Comment cette histoire vous est-elle venue ? On peut y voirun rapport évident  avec la manière dont les humains martyrisent la terre...

Oui il y avait deux questions, deux points que j’essayai de combiner. D'une part, nous avons un gros problème avec le rapport avec la terre c’est même un processus d’autodestruction. Je pense qu’il n’est pas nécessaire d’avoir une sensibilité écologique pour comprendre, simplement l’intention de survivre, de permettre à nos enfants et à nos petits-enfants de continuer...

Et de l’autre, l’idée que ce n’est jamais notre faute, ce n’est jamais soi, mais plutôt les autres. Il y a aussi une question de responsabilité, de culpabilité... Mais ne pas parler de culpabilité relève de la psychologie moderne. Or je pense que ce sentiment de culpabilité peut être un levier pour vraiment essayer de changer les choses. Cette histoire a été construite à partir de ces deux idées.

Le scénario transmet une angoisse qui va crescendo au fur et à mesure que l’on avance dans l’album. Pouvez-vous nous parler de cette technique narrative ?

Il s'agit d' une structure de thriller assez classique.  Dans mes autres histoires, j’avais tenté de donner  priorité aux sentiments. Mais dans ce cas, je voulais aborder une narration plus typée thriller, aventure. L'ensemble représentera une histoire en trois albums, qui pourront être lus indépendamment mais avec un fil conducteur, malgré une différence temporelle énorme.

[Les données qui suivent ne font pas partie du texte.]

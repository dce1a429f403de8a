//! Line-reading drivers.

use std::collections::VecDeque;
use std::io::{self, Write};
use std::path::PathBuf;
use std::sync::{Arc, Mutex, PoisonError};

use log::{debug, warn};
use rustyline::DefaultEditor;
use rustyline::error::ReadlineError;
use thiserror::Error;

#[derive(Debug, Error)]
pub enum ReadError {
    /// Ctrl-C at the prompt.
    #[error("interrupted")]
    Interrupted,
    #[error("end of input")]
    Eof,
    #[error(transparent)]
    Readline(ReadlineError),
}

impl From<ReadlineError> for ReadError {
    fn from(err: ReadlineError) -> Self {
        match err {
            ReadlineError::Interrupted => ReadError::Interrupted,
            ReadlineError::Eof => ReadError::Eof,
            other => ReadError::Readline(other),
        }
    }
}

/// Source of physical input lines for the dispatch loop.
pub trait LineReader {
    /// Next physical line, without its newline.
    fn readline(&mut self) -> Result<String, ReadError>;

    fn set_prompt(&mut self, prompt: &str);

    /// Where diagnostics for this reader's user go.
    fn stderr(&self) -> Box<dyn Write + Send>;

    fn close(&mut self) {}
}

/// Interactive terminal reader with history.
pub struct EditorReader {
    editor: DefaultEditor,
    prompt: String,
    history: Option<PathBuf>,
}

impl EditorReader {
    pub fn new(history: Option<PathBuf>) -> Result<Self, ReadError> {
        let mut editor = DefaultEditor::new()?;
        if let Some(path) = &history
            && let Err(e) = editor.load_history(path)
        {
            debug!("no history loaded from {}: {e}", path.display());
        }
        Ok(Self {
            editor,
            prompt: String::new(),
            history,
        })
    }
}

impl LineReader for EditorReader {
    fn readline(&mut self) -> Result<String, ReadError> {
        let line = self.editor.readline(&self.prompt)?;
        if !line.trim().is_empty() {
            let _ = self.editor.add_history_entry(line.as_str());
        }
        Ok(line)
    }

    fn set_prompt(&mut self, prompt: &str) {
        self.prompt = prompt.to_string();
    }

    fn stderr(&self) -> Box<dyn Write + Send> {
        Box::new(io::stderr())
    }

    fn close(&mut self) {
        let Some(path) = &self.history else {
            return;
        };
        if let Some(dir) = path.parent() {
            let _ = std::fs::create_dir_all(dir);
        }
        if let Err(e) = self.editor.save_history(path) {
            warn!("could not save history to {}: {e}", path.display());
        }
    }
}

/// Reader over a fixed list of lines; records the prompts it was given.
#[derive(Debug, Default)]
pub struct ScriptedReader {
    lines: VecDeque<String>,
    prompt: String,
    prompts: Vec<String>,
    stderr: SharedBuffer,
}

impl ScriptedReader {
    pub fn new<I, S>(lines: I) -> Self
    where
        I: IntoIterator<Item = S>,
        S: Into<String>,
    {
        Self {
            lines: lines.into_iter().map(Into::into).collect(),
            ..Self::default()
        }
    }

    /// Prompt shown before each line that was read.
    pub fn prompts(&self) -> &[String] {
        &self.prompts
    }

    /// Everything written to [`LineReader::stderr`].
    pub fn diagnostics(&self) -> String {
        self.stderr.contents()
    }
}

impl LineReader for ScriptedReader {
    fn readline(&mut self) -> Result<String, ReadError> {
        let line = self.lines.pop_front().ok_or(ReadError::Eof)?;
        self.prompts.push(self.prompt.clone());
        Ok(line)
    }

    fn set_prompt(&mut self, prompt: &str) {
        self.prompt = prompt.to_string();
    }

    fn stderr(&self) -> Box<dyn Write + Send> {
        Box::new(self.stderr.clone())
    }
}

/// Cloneable in-memory writer.
#[derive(Debug, Clone, Default)]
pub struct SharedBuffer {
    inner: Arc<Mutex<Vec<u8>>>,
}

impl SharedBuffer {
    pub fn new() -> Self {
        Self::default()
    }

    pub fn contents(&self) -> String {
        let bytes = self.inner.lock().unwrap_or_else(PoisonError::into_inner);
        String::from_utf8_lossy(&bytes).into_owned()
    }

    pub fn clear(&self) {
        self.inner
            .lock()
            .unwrap_or_else(PoisonError::into_inner)
            .clear();
    }
}

impl Write for SharedBuffer {
    fn write(&mut self, buf: &[u8]) -> io::Result<usize> {
        self.inner
            .lock()
            .unwrap_or_else(PoisonError::into_inner)
            .extend_from_slice(buf);
        Ok(buf.len())
    }

    fn flush(&mut self) -> io::Result<()> {
        Ok(())
    }
}

#[cfg(test)]
mod tests {
    use super::*;

    #[test]
    fn scripted_reader_records_prompts() {
        let mut reader = ScriptedReader::new(["a", "b"]);
        reader.set_prompt("> ");
        assert_eq!(reader.readline().unwrap(), "a");
        reader.set_prompt(".. ");
        assert_eq!(reader.readline().unwrap(), "b");
        assert!(matches!(reader.readline(), Err(ReadError::Eof)));
        assert_eq!(reader.prompts(), ["> ", ".. "]);
    }

    #[test]
    fn shared_buffer_clones_share_contents() {
        let buffer = SharedBuffer::new();
        let mut writer = buffer.clone();
        write!(writer, "hello").unwrap();
        assert_eq!(buffer.contents(), "hello");
        buffer.clear();
        assert_eq!(buffer.contents(), "");
    }
}
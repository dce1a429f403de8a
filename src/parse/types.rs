//! Types produced by the tokenizer and consumed by the walker and binder.

use super::walker::BlockWalker;

/// Lexical class of a [`Token`].
#[derive(Debug, Clone, Copy, PartialEq, Eq, Hash)]
pub enum TokenType {
    /// Name of a command (first word of a logical command).
    Command,
    /// `;` or newline.
    CommandSeparator,
    /// `| name`: the token carries `name`.
    Redirection,
    /// `| sh …`, `| !…` or `! …`: the token carries the verbatim command text.
    ShellRedirection,
    /// `> path`: the token carries the decoded path.
    FileRedirection,
    /// `-x` / `--long`; the text keeps its leading dashes.
    Option,
    /// Unquoted argument piece, escapes decoded.
    RawArgument,
    /// `'…'` piece, taken literally.
    SingleQuotedArgument,
    /// `"…"` piece, escapes decoded, eligible for interpolation.
    DoubleQuotedArgument,
    /// `{`
    BlockBegin,
    /// `}`
    BlockEnd,
}

impl TokenType {
    /// Argument pieces, i.e. tokens that can be assembled into a value.
    pub fn is_argument(self) -> bool {
        matches!(
            self,
            TokenType::RawArgument
                | TokenType::SingleQuotedArgument
                | TokenType::DoubleQuotedArgument
        )
    }

    /// Tokens that open a redirection node.
    pub fn is_redirection(self) -> bool {
        matches!(
            self,
            TokenType::Redirection | TokenType::ShellRedirection | TokenType::FileRedirection
        )
    }

    /// Separators and block delimiters. These never belong to an argument group.
    pub fn is_structural(self) -> bool {
        matches!(
            self,
            TokenType::CommandSeparator | TokenType::BlockBegin | TokenType::BlockEnd
        )
    }

    pub fn as_str(self) -> &'static str {
        match self {
            TokenType::Command => "command",
            TokenType::CommandSeparator => "separator",
            TokenType::Redirection => "redirection",
            TokenType::ShellRedirection => "shell redirection",
            TokenType::FileRedirection => "file redirection",
            TokenType::Option => "option",
            TokenType::RawArgument => "argument",
            TokenType::SingleQuotedArgument => "single-quoted argument",
            TokenType::DoubleQuotedArgument => "double-quoted argument",
            TokenType::BlockBegin => "block begin",
            TokenType::BlockEnd => "block end",
        }
    }
}

/// Byte range `[start, end)` into a script's source text.
#[derive(Debug, Clone, Copy, PartialEq, Eq, Default)]
pub struct Span {
    pub start: usize,
    pub end: usize,
}

impl Span {
    pub fn new(start: usize, end: usize) -> Self {
        Self { start, end }
    }

    /// Smallest span covering both.
    pub fn join(self, other: Span) -> Span {
        Span::new(self.start.min(other.start), self.end.max(other.end))
    }
}

/// Index of a [`CommandNode`] in [`Script::nodes`].
pub type NodeId = usize;

/// Smallest lexical unit of the command language.
#[derive(Debug, Clone, PartialEq, Eq)]
pub struct Token {
    pub kind: TokenType,
    /// Decoded text (quotes removed, escapes resolved).
    pub text: String,
    /// Byte offset of the first source character, quotes included.
    pub start: usize,
    /// Byte offset one past the last source character.
    pub end: usize,
    /// 1-based physical line the token starts on.
    pub line: usize,
    /// Logical argument group. Adjacent pieces (`a'r'"g"`) share one index.
    /// Structural tokens carry 0.
    pub arg_index: usize,
    /// Node opened by this token (commands and redirections only).
    pub node: Option<NodeId>,
}

impl Token {
    pub fn span(&self) -> Span {
        Span::new(self.start, self.end)
    }
}

/// Inclusive `[start, end]` range of token indices.
#[derive(Debug, Clone, Copy, PartialEq, Eq)]
pub struct TokenRange {
    pub start: usize,
    pub end: usize,
}

impl TokenRange {
    pub fn at(index: usize) -> Self {
        Self {
            start: index,
            end: index,
        }
    }

    pub fn contains(&self, index: usize) -> bool {
        (self.start..=self.end).contains(&index)
    }
}

/// Range-based record of one command or redirection.
///
/// `command.start` is the token that opened the node; `command.end` grows as
/// arguments, blocks and redirections are attached to it.
#[derive(Debug, Clone, PartialEq, Eq)]
pub struct CommandNode {
    pub command: TokenRange,
    pub args: Option<TokenRange>,
    pub redirections: Vec<TokenRange>,
    pub blocks: Vec<TokenRange>,
}

impl CommandNode {
    pub(crate) fn new(index: usize) -> Self {
        Self {
            command: TokenRange::at(index),
            args: None,
            redirections: Vec::new(),
            blocks: Vec::new(),
        }
    }
}

/// A fully tokenized logical input: source text, flat token array and the
/// command nodes indexing into it.
#[derive(Debug, Clone, Default)]
pub struct Script {
    pub(crate) source: String,
    pub(crate) tokens: Vec<Token>,
    pub(crate) nodes: Vec<CommandNode>,
}

impl Script {
    pub fn source(&self) -> &str {
        &self.source
    }

    pub fn tokens(&self) -> &[Token] {
        &self.tokens
    }

    pub fn nodes(&self) -> &[CommandNode] {
        &self.nodes
    }

    pub fn node(&self, id: NodeId) -> &CommandNode {
        &self.nodes[id]
    }

    pub fn is_empty(&self) -> bool {
        self.tokens.is_empty()
    }

    /// Source span covered by an inclusive token range.
    pub fn span_of(&self, range: TokenRange) -> Span {
        let first = &self.tokens[range.start];
        let last = &self.tokens[range.end];
        first.span().join(last.span())
    }

    /// Original source text of an inclusive token range.
    pub fn text_of(&self, range: TokenRange) -> &str {
        let span = self.span_of(range);
        &self.source[span.start..span.end]
    }

    /// Walker over the top-level commands.
    pub fn walk(&self) -> BlockWalker<'_> {
        BlockWalker::root(self)
    }
}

Il y aura trois pactes, entre le monde de la magie et le monde des humains. Dans le Triskel volé  il s'agit des pactes de la léthargie, et pour permettre la liaison entre les trois histoires et avoir la possibilité de développer les personnages, j’avais besoin d’une structure qui monte progressivement en puissance pour le lecteur afin de clôturer la trilogie en apothéose. Le deuxième livre racontera chronologiquement comment nous sommes arrivés à ce point. Et le troisième constituera la conclusion....

Je suppose que le côté Triskell et Celtiques vous a été inspiré par votre région d’origine, la Galice (Espagne). Pouvez-vous nous en dire plus ?

La culture celtique est pour moi à la base de la culture européenne. Nous connaissons beaucoup de choses à son sujet grâce, notamment, à de nombreux vestiges, dont des dolmens. Mais comme il s'agit d'une culture qui était essentiellement orale, il reste le problème de l’interprétation....  Certains éléments sont arrivés jusqu'à nous au travers de la tradition. Nous connaissons les druides et ce rapport religieux lié tout particulièrement avec la nature ; l’idée étant de déifier la nature, je trouvais que ça convenait parfaitement pour mon histoire.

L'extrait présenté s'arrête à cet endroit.